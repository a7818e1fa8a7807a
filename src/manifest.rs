//! Web-app manifest emission.
//!
//! Builds the manifest from configuration and the sizes rendered in this run,
//! then writes it as pretty-printed JSON. Only 192, 256 and 512 are listed as
//! icons since those are the sizes install prompts use.
//!
//! ```json
//! {
//!   "name": "MyApp",
//!   "short_name": "MyApp but short",
//!   "description": "Progressive Web App",
//!   "start_url": "/",
//!   "display": "standalone",
//!   "background_color": "#ffffff",
//!   "theme_color": "#000000",
//!   "icons": [
//!     { "src": "/favicon/favicon-512x512.png", "sizes": "512x512", "type": "image/png" }
//!   ]
//! }
//! ```
//!
//! A failed write never reaches the caller of [`emit_manifest`]; it is logged
//! and the favicon markup is still produced.

use crate::config::FaviconConfig;
use crate::files::{self, FsError};
use crate::markup::{asset_href, manifest_relative_path, png_file_name, public_base_path};
use crate::output;
use serde::Serialize;
use std::path::{Path, PathBuf};
use thiserror::Error;

/// Icon sizes listed in the manifest.
pub const MANIFEST_ICON_SIZES: [u32; 3] = [192, 256, 512];

const PNG_MIME: &str = "image/png";

#[derive(Error, Debug)]
pub enum ManifestError {
    #[error("IO error: {0}")]
    Io(#[from] std::io::Error),
    #[error("JSON error: {0}")]
    Json(#[from] serde_json::Error),
    #[error(transparent)]
    Fs(#[from] FsError),
}

#[derive(Debug, Clone, PartialEq, Serialize)]
pub struct WebManifest {
    pub name: String,
    pub short_name: String,
    pub description: String,
    pub start_url: String,
    pub display: String,
    pub background_color: String,
    pub theme_color: String,
    pub icons: Vec<IconDescriptor>,
}

#[derive(Debug, Clone, PartialEq, Serialize)]
pub struct IconDescriptor {
    pub src: String,
    /// `"WxH"`, e.g. `"192x192"`.
    pub sizes: String,
    #[serde(rename = "type")]
    pub mime_type: String,
}

/// Build the manifest document for the sizes rendered in this run.
///
/// Icons keep the relative order of `sizes`.
pub fn build_manifest(config: &FaviconConfig, sizes: &[u32]) -> WebManifest {
    let base = public_base_path(config);
    let icons = sizes
        .iter()
        .filter(|size| MANIFEST_ICON_SIZES.contains(size))
        .map(|&size| IconDescriptor {
            src: asset_href(&base, &png_file_name(&config.prefix_name, size)),
            sizes: format!("{size}x{size}"),
            mime_type: PNG_MIME.to_string(),
        })
        .collect();

    let data = &config.manifest_data;
    WebManifest {
        name: data.name.clone(),
        short_name: data.short_name.clone(),
        description: data.description.clone(),
        start_url: data.start_url.clone(),
        display: data.display.clone(),
        background_color: data.background_color.clone(),
        theme_color: data.theme_color.clone(),
        icons,
    }
}

/// Where the manifest lands under the build output root.
pub fn manifest_path(config: &FaviconConfig, output_root: &Path) -> PathBuf {
    output_root.join(manifest_relative_path(config))
}

/// Write the manifest, replacing any previous file. Returns the written path.
pub fn write_manifest(
    config: &FaviconConfig,
    output_root: &Path,
    sizes: &[u32],
) -> Result<PathBuf, ManifestError> {
    let path = manifest_path(config, output_root);
    if let Some(parent) = path.parent() {
        files::ensure_dir(parent)?;
    }
    let json = serde_json::to_string_pretty(&build_manifest(config, sizes))?;
    std::fs::write(&path, json)?;
    Ok(path)
}

/// Write the manifest and log the outcome. Never fails.
pub fn emit_manifest(config: &FaviconConfig, output_root: &Path, sizes: &[u32]) {
    let file_name = format!("{}.json", config.manifest_name);
    match write_manifest(config, output_root, sizes) {
        Ok(_) => output::info(&format!("{file_name} created successfully")),
        Err(e) => output::error(&format!("error while creating {file_name}: {e}")),
    }
}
◇ ◇ ◇ ◇
## How to complete this task
Show each line of the material that includes the word "struct".

## Output
pub struct WebManifest {
pub struct IconDescriptor {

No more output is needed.